Nuruddin Ar-Raniri, Tokoh Pembaru Islam di Aceh (4-habis)

Bookmark and Share



Nuruddin Ar-Raniri, Tokoh Pembaru Islam di Aceh (4-habis)



Ilustrasi

Setelah beberapa tahun mengajar agama dan diangkat sebagai seorang Syekh Tarekat Rifaiyah di India, Ar-Raniri memutuskan merantau ke wilayah Nusantara dengan memilih Aceh sebagai tempat menetap.

Waktu kedatangan Ar-Raniri di Aceh diperkirakan pada 31 Mei 1637 M atau bertepatan dengan 6 Muharram 1047 H. Namun, waktu kedatangan ar-Raniri di wilayah Aceh itu hingga kini masih diragukan oleh sejumlah pihak.

Ada dua keraguan yang menyebabkan hal itu. Pertama, jika dilihat dari kemahirannya dalam berbahasa Melayu sebagaimana ditunjukkan dalam kitab-kitabnya, sangat mustahil Ar-Raniri baru ke Aceh pada tahun 1637.

As-Sirat Al-Mustaqim misalnya, yang berbahasa Melayu telah disusunnya pada tahun 1634. Keraguan kedua, jumlah karyanya yang menyampai 29 buku tidak mungkin dapat diselesaikan hanya dalam waktu tujuh tahun selama di Aceh (1637-1644 M).

Selain itu, hingga kini belum diketahui secara pasti sebab-sebab yang mendorong dia memilih Aceh. Pilihan ini diduga karena Aceh ketika itu sedang berkembang menjadi pusat perdagangan, kebudayaan, dan politik serta pusat studi agama Islam di kawasan Asia Tenggara, menggantikan Malaka yang telah jatuh ke tangan Portugis.

Adapun kemungkinan lainnya, Ar-Raniri mengikuti jejak pamannya yang telah tiba di Aceh pada 1588 M. Setelah menetap di Aceh, Ar-Raniri dikenal sebagai seorang ulama dan penulis yang produktif. Ia banyak menulis kitab-kitab dalam berbagai cabang ilmu agama, seperti fikih, hadis, akidah, sejarah, filsafat, perbandingan agama, dan lain-lain.

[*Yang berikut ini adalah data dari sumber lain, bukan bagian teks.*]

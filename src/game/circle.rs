//! Shrinking safe-zone circle
//!
//! Handles zone stages, the interpolated moving circle, and circle damage for
//! characters caught outside it.

use crate::game::entity::EntityHandle;
use crate::game::world::{DamageOutcome, World};
use crate::util::fixed::Fp;
use crate::util::vec2::Vec2;

/// One contraction step of the zone
#[derive(Debug, Clone, Copy, PartialEq, Eq)]
pub struct CircleStage {
    /// Wait before the stage starts shrinking (seconds)
    pub delay: Fp,
    /// Shrink duration (seconds)
    pub duration: Fp,
    /// Target radius as a fraction of the current radius
    pub radius_fraction: Fp,
    /// Damage per second applied outside the circle
    pub damage_per_second: Fp,
}

#[derive(Debug, Clone, PartialEq)]
pub struct ShrinkingCircle {
    pub center: Vec2,
    pub radius: Fp,
    pub target_center: Vec2,
    pub target_radius: Fp,
    pub shrinking_start_time: Fp,
    pub shrinking_duration: Fp,
    pub damage_per_second: Fp,
    stages: Vec<CircleStage>,
    step: usize,
}

/// Zone events
#[derive(Debug, Clone, Copy, PartialEq, Eq)]
pub enum CircleEvent {
    /// A new stage was scheduled
    StageScheduled { stage: usize, target_radius: Fp, starts_at: Fp },
    /// Character took circle damage this tick
    CharacterDamaged { entity: EntityHandle, amount: Fp },
    /// Character was knocked out by the circle
    CharacterKnockedOut { entity: EntityHandle },
    /// Character was eliminated by the circle
    CharacterEliminated { entity: EntityHandle },
}

impl ShrinkingCircle {
    /// Build a circle whose first stage starts at `stages[0].delay`
    pub fn new(center: Vec2, radius: Fp, stages: Vec<CircleStage>) -> Self {
        let mut circle = Self {
            center,
            radius,
            target_center: center,
            target_radius: radius,
            shrinking_start_time: Fp::MAX,
            shrinking_duration: Fp::ZERO,
            damage_per_second: Fp::ZERO,
            stages,
            step: 0,
        };
        circle.schedule(Fp::ZERO);
        circle
    }

    /// Static circle that never shrinks
    pub fn fixed(center: Vec2, radius: Fp) -> Self {
        Self::new(center, radius, Vec::new())
    }

    fn schedule(&mut self, now: Fp) -> Option<CircleEvent> {
        let stage = *self.stages.get(self.step)?;
        self.target_center = self.center;
        self.target_radius = self.radius * stage.radius_fraction;
        self.shrinking_start_time = now + stage.delay;
        self.shrinking_duration = stage.duration;
        self.damage_per_second = stage.damage_per_second;
        self.step += 1;
        Some(CircleEvent::StageScheduled {
            stage: self.step,
            target_radius: self.target_radius,
            starts_at: self.shrinking_start_time,
        })
    }

    /// Stage bookkeeping; returns the event when a new stage is scheduled
    pub fn update(&mut self, now: Fp) -> Option<CircleEvent> {
        if self.shrinking_start_time == Fp::MAX {
            return None;
        }
        if now < self.shrinking_start_time + self.shrinking_duration {
            return None;
        }
        self.center = self.target_center;
        self.radius = self.target_radius;
        let event = self.schedule(now);
        if event.is_none() {
            // Final stage reached; the zone stays put
            self.shrinking_start_time = Fp::MAX;
        }
        event
    }

    /// The shrinking started (and the zone has not settled for good)
    #[inline]
    pub fn is_shrinking(&self, now: Fp) -> bool {
        self.shrinking_start_time <= now
    }

    /// Seconds left until the next shrink; negative while shrinking
    #[inline]
    pub fn time_to_shrink(&self, now: Fp) -> Fp {
        if self.shrinking_start_time == Fp::MAX {
            Fp::MAX
        } else {
            self.shrinking_start_time - now
        }
    }

    /// Current interpolated centre and radius
    pub fn moving_circle(&self, now: Fp) -> (Vec2, Fp) {
        if now <= self.shrinking_start_time || self.shrinking_duration <= Fp::ZERO {
            if now >= self.shrinking_start_time {
                return (self.target_center, self.target_radius);
            }
            return (self.center, self.radius);
        }
        let t = ((now - self.shrinking_start_time) / self.shrinking_duration).clamp(Fp::ZERO, Fp::ONE);
        (
            self.center.lerp(self.target_center, t),
            Fp::lerp(self.radius, self.target_radius, t),
        )
    }

    pub fn contains(&self, now: Fp, point: Vec2) -> bool {
        let (center, radius) = self.moving_circle(now);
        point.distance_sq_to(center) <= radius * radius
    }

    pub fn stage(&self) -> usize {
        self.step
    }
}

/// Advance the zone and apply circle damage for this tick
pub fn update(world: &mut World) -> Vec<CircleEvent> {
    let mut events = Vec::new();
    let now = world.time;
    let dt = world.delta_time;

    let Some(circle) = world.circle.as_mut() else {
        return events;
    };
    events.extend(circle.update(now));
    let (center, radius) = circle.moving_circle(now);
    let damage = circle.damage_per_second * dt;
    let radius_sq = radius * radius;

    let mut outside = Vec::new();
    for (index, character) in world.characters.iter_mut() {
        if !character.alive {
            character.taking_circle_damage = false;
            continue;
        }
        let Some(transform) = world.transforms.get(index) else {
            continue;
        };
        let is_outside = transform.position.distance_sq_to(center) > radius_sq;
        character.taking_circle_damage = is_outside && damage > Fp::ZERO;
        if character.taking_circle_damage {
            outside.push(index);
        }
    }

    for index in outside {
        let Some(entity) = world.entities.handle_at(index) else {
            continue;
        };
        events.push(CircleEvent::CharacterDamaged { entity, amount: damage });
        match world.apply_damage(entity, None, damage) {
            DamageOutcome::Eliminated => events.push(CircleEvent::CharacterEliminated { entity }),
            DamageOutcome::KnockedOut => events.push(CircleEvent::CharacterKnockedOut { entity }),
            DamageOutcome::Hurt | DamageOutcome::Ignored => {}
        }
    }

    events
}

Dalam bidang fikih misalnya, bukunya yang terkenal adalah As-Sirat Al-Mustaqim (Jalan Lurus). Buku ini membicarakan berbagai masalah ibadah, antara lain shalat, puasa, dan zakat.

Ar-Raniri juga dikenal sebagai ulama yang berjasa dalam menyebarluaskan bahasa Melayu di kawasan Asia Tenggara. Kitab-kitab beliau ditulis dalam bahasa Melayu dan sangat populer serta dikenal luas oleh umat Islam di kawasan Asia Tenggara. Karya-karyanya ini telah membuat bahasa Melayu semakin populer dan tersebar luas sebagai lingua franca serta menjadi bahasa Islam kedua setelah bahasa Arab.